Dataset entries
________________________
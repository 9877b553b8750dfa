use serde::{Deserialize, Serialize};

use crate::board::ItemId;

#[derive(Debug, Clone, Copy, PartialEq, Eq, Hash, Serialize, Deserialize)]
#[serde(rename_all = "lowercase")]
pub enum TimerMode {
    Stopwatch,
    Pomodoro,
    Break,
}

impl TimerMode {
    /// Pomodoro and break sessions end on their own; a stopwatch runs
    /// until stopped.
    pub fn is_timed(self) -> bool {
        matches!(self, TimerMode::Pomodoro | TimerMode::Break)
    }

    /// Whether time in this mode counts as focused work.
    pub fn is_focus(self) -> bool {
        matches!(self, TimerMode::Stopwatch | TimerMode::Pomodoro)
    }

    pub fn label(self) -> &'static str {
        match self {
            TimerMode::Stopwatch => "stopwatch",
            TimerMode::Pomodoro => "pomodoro",
            TimerMode::Break => "break",
        }
    }
}

impl std::str::FromStr for TimerMode {
    type Err = String;

    fn from_str(s: &str) -> Result<Self, Self::Err> {
        match s.trim().to_ascii_lowercase().as_str() {
            "stopwatch" => Ok(TimerMode::Stopwatch),
            "pomodoro" => Ok(TimerMode::Pomodoro),
            "break" => Ok(TimerMode::Break),
            other => Err(format!("unknown timer mode: {other}")),
        }
    }
}

/// One finalized span of time against one item.
///
/// Immutable once built; `duration_ms == end_epoch_ms - start_epoch_ms`.
#[derive(Debug, Clone, PartialEq, Eq, Serialize, Deserialize)]
pub struct FocusSession {
    pub item_id: Option<ItemId>,
    /// Title at the time the session was finalized.
    pub item_title: Option<String>,
    pub mode: TimerMode,
    pub start_epoch_ms: i64,
    pub end_epoch_ms: i64,
    pub duration_ms: u64,
}

impl FocusSession {
    /// Build a session from its span. A reversed span is clamped to zero
    /// length at `start_epoch_ms`.
    pub fn new(
        item_id: Option<ItemId>,
        item_title: Option<String>,
        mode: TimerMode,
        start_epoch_ms: i64,
        end_epoch_ms: i64,
    ) -> Self {
        let end_epoch_ms = end_epoch_ms.max(start_epoch_ms);
        Self {
            item_id,
            item_title,
            mode,
            start_epoch_ms,
            end_epoch_ms,
            duration_ms: (end_epoch_ms - start_epoch_ms) as u64,
        }
    }
}

#[cfg(test)]
mod tests {
    use super::*;

    #[test]
    fn reversed_span_is_clamped() {
        let s = FocusSession::new(None, None, TimerMode::Stopwatch, 5_000, 1_000);
        assert_eq!(s.end_epoch_ms, 5_000);
        assert_eq!(s.duration_ms, 0);
    }

    #[test]
    fn mode_parses_case_insensitively() {
        assert_eq!("Pomodoro".parse::<TimerMode>(), Ok(TimerMode::Pomodoro));
        assert!("nap".parse::<TimerMode>().is_err());
        assert!(!TimerMode::Break.is_focus());
        assert!(!TimerMode::Stopwatch.is_timed());
    }
}
//! Boards and the items they hold.
//!
//! A board is a forest of items: lanes at the top level, cards below them,
//! arbitrarily deep. Item bodies are raw text; the first line is the title
//! and focus sessions are logged as extra lines underneath.
//!
//! Boards are immutable snapshots. Edits go through [`update_at_path`],
//! which rebuilds only the ancestors of the edited item and shares every
//! other subtree, and are committed with [`BoardStore::replace_items`].

mod index;
mod memory;

pub(crate) use index::find_title;
pub use index::{BoardIndex, ItemLocation};
pub use memory::MemoryBoardStore;

use std::fmt;
use std::sync::Arc;

use serde::{Deserialize, Serialize};

use crate::error::Result;

#[derive(Debug, Clone, PartialEq, Eq, Hash, PartialOrd, Ord, Serialize, Deserialize)]
#[serde(transparent)]
pub struct BoardId(String);

#[derive(Debug, Clone, PartialEq, Eq, Hash, PartialOrd, Ord, Serialize, Deserialize)]
#[serde(transparent)]
pub struct ItemId(String);

macro_rules! string_id {
    ($name:ident) => {
        impl $name {
            pub fn new(id: impl Into<String>) -> Self {
                Self(id.into())
            }

            pub fn as_str(&self) -> &str {
                &self.0
            }
        }

        impl fmt::Display for $name {
            fn fmt(&self, f: &mut fmt::Formatter<'_>) -> fmt::Result {
                f.write_str(&self.0)
            }
        }

        impl From<&str> for $name {
            fn from(id: &str) -> Self {
                Self(id.to_string())
            }
        }

        impl From<String> for $name {
            fn from(id: String) -> Self {
                Self(id)
            }
        }
    };
}

string_id!(BoardId);
string_id!(ItemId);

/// One entity on a board.
#[derive(Debug, Clone, PartialEq, Eq)]
pub struct Item {
    pub id: ItemId,
    /// Raw text. First line is the title.
    pub body: String,
    pub checked: bool,
    pub children: Vec<Arc<Item>>,
}

impl Item {
    pub fn new(id: impl Into<ItemId>, body: impl Into<String>) -> Self {
        Self {
            id: id.into(),
            body: body.into(),
            checked: false,
            children: Vec::new(),
        }
    }

    pub fn with_children(mut self, children: Vec<Item>) -> Self {
        self.children = children.into_iter().map(Arc::new).collect();
        self
    }

    /// Display title: first body line with simple markup removed.
    pub fn title(&self) -> String {
        let first = self.body.lines().next().unwrap_or_default();
        let mut plain = String::with_capacity(first.len());
        let mut in_tag = false;
        for ch in first.chars() {
            match ch {
                '<' => in_tag = true,
                '>' if in_tag => in_tag = false,
                _ if !in_tag => plain.push(ch),
                _ => {}
            }
        }
        let plain = plain.replace("&nbsp;", " ");
        let plain = plain.trim();
        if plain.is_empty() {
            "Untitled".to_string()
        } else {
            plain.to_string()
        }
    }

    /// Body with `line` appended on a new line.
    pub fn with_appended_line(&self, line: &str) -> Item {
        let mut next = self.clone();
        next.body = format!("{}\n{}", self.body, line);
        next
    }
}

/// A container of items and the unit of text persistence.
#[derive(Debug, Clone, PartialEq, Eq)]
pub struct Board {
    pub id: BoardId,
    pub name: String,
    pub items: Vec<Arc<Item>>,
}

impl Board {
    pub fn new(id: impl Into<BoardId>, name: impl Into<String>, items: Vec<Item>) -> Self {
        Self {
            id: id.into(),
            name: name.into(),
            items: items.into_iter().map(Arc::new).collect(),
        }
    }

    /// Depth-first walk over every item, parents before children.
    pub fn walk(&self) -> Vec<&Item> {
        fn visit<'a>(items: &'a [Arc<Item>], out: &mut Vec<&'a Item>) {
            for item in items {
                out.push(item);
                visit(&item.children, out);
            }
        }
        let mut out = Vec::new();
        visit(&self.items, &mut out);
        out
    }

    /// Follow a path of child indices from the board root.
    pub fn item_at(&self, path: &[usize]) -> Option<&Item> {
        let (first, rest) = path.split_first()?;
        let mut current = self.items.get(*first)?;
        for index in rest {
            current = current.children.get(*index)?;
        }
        Some(current)
    }
}

/// `(id, title)` pairs for every item on the board, in walk order.
pub fn collect_items(board: &Board) -> Vec<(ItemId, String)> {
    board
        .walk()
        .into_iter()
        .map(|item| (item.id.clone(), item.title()))
        .collect()
}

/// Rebuild `items` with the item at `path` replaced by `f(item)`.
///
/// Only the nodes on the path are recreated; all siblings keep their `Arc`.
/// Returns `None` if the path does not resolve.
pub fn update_at_path<F>(items: &[Arc<Item>], path: &[usize], f: F) -> Option<Vec<Arc<Item>>>
where
    F: FnOnce(&Item) -> Item,
{
    let (first, rest) = path.split_first()?;
    let target = items.get(*first)?;
    let replaced = if rest.is_empty() {
        f(target)
    } else {
        let children = update_at_path(&target.children, rest, f)?;
        Item {
            children,
            ..Item::clone(target)
        }
    };
    let mut next = items.to_vec();
    next[*first] = Arc::new(replaced);
    Some(next)
}

/// The document store collaborator.
///
/// `boards` hands out a fresh snapshot every call; `replace_items` commits
/// a whole new item tree for one board.
pub trait BoardStore: Send {
    fn boards(&self) -> Vec<Board>;

    fn replace_items(&mut self, board: &BoardId, items: Vec<Arc<Item>>) -> Result<()>;
}
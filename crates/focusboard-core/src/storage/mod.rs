mod config;
pub mod markdown;
pub mod timer_state;

pub use config::{
    BoardSettings, Settings, SoundSettings, TimerSettings, DEFAULT_LONG_BREAK_INTERVAL,
    DEFAULT_LONG_BREAK_MINUTES, DEFAULT_POMODORO_MINUTES, DEFAULT_SHORT_BREAK_MINUTES,
    DEFAULT_STOP_REASONS,
};
pub use markdown::MarkdownBoardStore;
pub use timer_state::TimerStateFile;

use std::path::PathBuf;

use crate::error::ConfigError;

/// Returns `~/.config/focusboard[-dev]/` based on FOCUSBOARD_ENV.
///
/// Set FOCUSBOARD_ENV=dev to use the development data directory.
/// FOCUSBOARD_HOME replaces the home directory, which keeps tests and
/// scripted runs away from the real configuration.
///
/// # Errors
/// Returns an error if creating the directory fails.
pub fn data_dir() -> Result<PathBuf, ConfigError> {
    let home = std::env::var_os("FOCUSBOARD_HOME")
        .map(PathBuf::from)
        .or_else(dirs::home_dir)
        .unwrap_or_else(|| PathBuf::from("."));
    let base_dir = home.join(".config");

    let env = std::env::var("FOCUSBOARD_ENV").unwrap_or_else(|_| "production".to_string());

    let dir = if env == "dev" {
        base_dir.join("focusboard-dev")
    } else {
        base_dir.join("focusboard")
    };

    std::fs::create_dir_all(&dir)
        .map_err(|e| ConfigError::DataDir(format!("{}: {e}", dir.display())))?;
    Ok(dir)
}
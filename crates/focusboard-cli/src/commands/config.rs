use std::error::Error;
use std::path::PathBuf;

use clap::Subcommand;

use focusboard_core::{BoardId, MemoryBoardStore, Settings, TimerEngine, TimerStateFile};

#[derive(Subcommand)]
pub enum ConfigAction {
    /// Get a config value
    Get {
        /// Config key (e.g. "timer.pomodoro_minutes", "sound.enabled")
        key: String,
    },
    /// Set a config value
    Set {
        /// Config key
        key: String,
        /// New value
        value: String,
    },
    /// List all config values
    List,
    /// Reset config to defaults
    Reset,
    /// Add a stop reason after the predefined ones
    AddReason {
        reason: String,
    },
    /// Add a board file to the default board list
    AddBoard {
        path: PathBuf,
    },
    /// Set or clear one board's pomodoro length
    SetBoard {
        /// Board id (the board file path as passed to --board)
        board: String,
        /// Minutes; omit to fall back to the global length
        minutes: Option<u32>,
    },
}

/// Let a saved timer pick up new lengths. A board-only change is applied
/// only when that board owns the running item.
fn notify_timer(
    settings: &Settings,
    changed_board: Option<&BoardId>,
) -> Result<(), Box<dyn Error>> {
    let state = TimerStateFile::open_default()?;
    let Some(snapshot) = state.load()? else {
        return Ok(());
    };
    let mut engine = TimerEngine::new(MemoryBoardStore::default(), settings.clone());
    engine.restore(snapshot);
    engine.apply_settings(settings.clone(), changed_board);
    state.save(&engine.snapshot())?;
    Ok(())
}

pub fn run(action: ConfigAction) -> Result<(), Box<dyn Error>> {
    match action {
        ConfigAction::Get { key } => {
            let settings = Settings::load()?;
            match settings.get(&key) {
                Some(value) => println!("{value}"),
                None => return Err(format!("unknown key: {key}").into()),
            }
        }
        ConfigAction::Set { key, value } => {
            let mut settings = Settings::load()?;
            settings.set(&key, &value)?;
            settings.save()?;
            notify_timer(&settings, None)?;
            println!("ok");
        }
        ConfigAction::List => {
            let settings = Settings::load()?;
            let json = serde_json::to_string_pretty(&settings)?;
            println!("{json}");
        }
        ConfigAction::Reset => {
            let settings = Settings::default();
            settings.save()?;
            notify_timer(&settings, None)?;
            println!("config reset to defaults");
        }
        ConfigAction::AddReason { reason } => {
            let mut settings = Settings::load()?;
            if settings.add_stop_reason(&reason) {
                settings.save()?;
                println!("ok");
            } else {
                println!("already present");
            }
        }
        ConfigAction::AddBoard { path } => {
            let mut settings = Settings::load()?;
            if !settings.boards.contains(&path) {
                settings.boards.push(path);
                settings.save()?;
            }
            println!("ok");
        }
        ConfigAction::SetBoard { board, minutes } => {
            let mut settings = Settings::load()?;
            let board = BoardId::from(board);
            settings.set_board_pomodoro(&board, minutes);
            settings.save()?;
            notify_timer(&settings, Some(&board))?;
            println!("ok");
        }
    }
    Ok(())
}
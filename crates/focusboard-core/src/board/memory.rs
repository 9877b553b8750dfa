use std::sync::{Arc, RwLock};

use super::{Board, BoardId, BoardStore, Item};
use crate::error::{BoardError, Result};

/// Board store kept in memory.
///
/// Clones share the same boards, so a caller can hold one handle and edit
/// boards "externally" while the engine holds another.
#[derive(Debug, Clone, Default)]
pub struct MemoryBoardStore {
    boards: Arc<RwLock<Vec<Board>>>,
}

impl MemoryBoardStore {
    pub fn new(boards: Vec<Board>) -> Self {
        Self {
            boards: Arc::new(RwLock::new(boards)),
        }
    }

    pub fn add_board(&self, board: Board) {
        self.write().push(board);
    }

    pub fn remove_board(&self, id: &BoardId) -> bool {
        let mut boards = self.write();
        let before = boards.len();
        boards.retain(|b| &b.id != id);
        boards.len() != before
    }

    pub fn board(&self, id: &BoardId) -> Option<Board> {
        self.read().iter().find(|b| &b.id == id).cloned()
    }

    fn read(&self) -> std::sync::RwLockReadGuard<'_, Vec<Board>> {
        self.boards.read().unwrap_or_else(|e| e.into_inner())
    }

    fn write(&self) -> std::sync::RwLockWriteGuard<'_, Vec<Board>> {
        self.boards.write().unwrap_or_else(|e| e.into_inner())
    }
}

impl BoardStore for MemoryBoardStore {
    fn boards(&self) -> Vec<Board> {
        self.read().clone()
    }

    fn replace_items(&mut self, board: &BoardId, items: Vec<Arc<Item>>) -> Result<()> {
        let mut boards = self.write();
        let target = boards
            .iter_mut()
            .find(|b| &b.id == board)
            .ok_or_else(|| BoardError::NotFound(board.to_string()))?;
        target.items = items;
        Ok(())
    }
}

#[cfg(test)]
mod tests {
    use super::*;

    #[test]
    fn clones_share_state() {
        let store = MemoryBoardStore::new(vec![Board::new("b", "B", vec![Item::new("i", "x")])]);
        let mut handle = store.clone();
        handle
            .replace_items(&BoardId::from("b"), vec![Arc::new(Item::new("j", "y"))])
            .unwrap();
        assert_eq!(store.boards()[0].items[0].id.as_str(), "j");
    }

    #[test]
    fn replace_unknown_board_fails() {
        let mut store = MemoryBoardStore::default();
        let err = store.replace_items(&BoardId::from("nope"), Vec::new());
        assert!(err.is_err());
    }
}
use std::path::PathBuf;

use clap::{Parser, Subcommand};
use tracing_subscriber::EnvFilter;

mod commands;

#[derive(Parser)]
#[command(name = "focusboard", version, about = "Focus timer for markdown kanban boards")]
struct Cli {
    /// Markdown board file to load (repeatable; defaults to `boards` in config)
    #[arg(long = "board", global = true)]
    boards: Vec<PathBuf>,

    #[command(subcommand)]
    command: Commands,
}

#[derive(Subcommand)]
enum Commands {
    /// Timer control
    Timer {
        #[command(subcommand)]
        action: commands::timer::TimerAction,
    },
    /// Session log queries
    Log {
        #[command(subcommand)]
        action: commands::log::LogAction,
    },
    /// Board contents
    Board {
        #[command(subcommand)]
        action: commands::board::BoardAction,
    },
    /// Configuration management
    Config {
        #[command(subcommand)]
        action: commands::config::ConfigAction,
    },
}

fn init_tracing() {
    let filter =
        EnvFilter::try_from_env("FOCUSBOARD_LOG").unwrap_or_else(|_| EnvFilter::new("warn"));
    tracing_subscriber::fmt()
        .with_env_filter(filter)
        .with_writer(std::io::stderr)
        .init();
}

fn main() {
    init_tracing();
    let cli = Cli::parse();
    let result = match cli.command {
        Commands::Timer { action } => commands::timer::run(&cli.boards, action),
        Commands::Log { action } => commands::log::run(&cli.boards, action),
        Commands::Board { action } => commands::board::run(&cli.boards, action),
        Commands::Config { action } => commands::config::run(action),
    };

    if let Err(e) = result {
        eprintln!("error: {e}");
        std::process::exit(1);
    }
}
________________________
The task -> Whenever a line of the data includes "index", copy that line.

Solution for this exercise ->
mod index;
pub(crate) use index::find_title;
pub use index::{BoardIndex, ItemLocation};
        for index in rest {
            current = current.children.get(*index)?;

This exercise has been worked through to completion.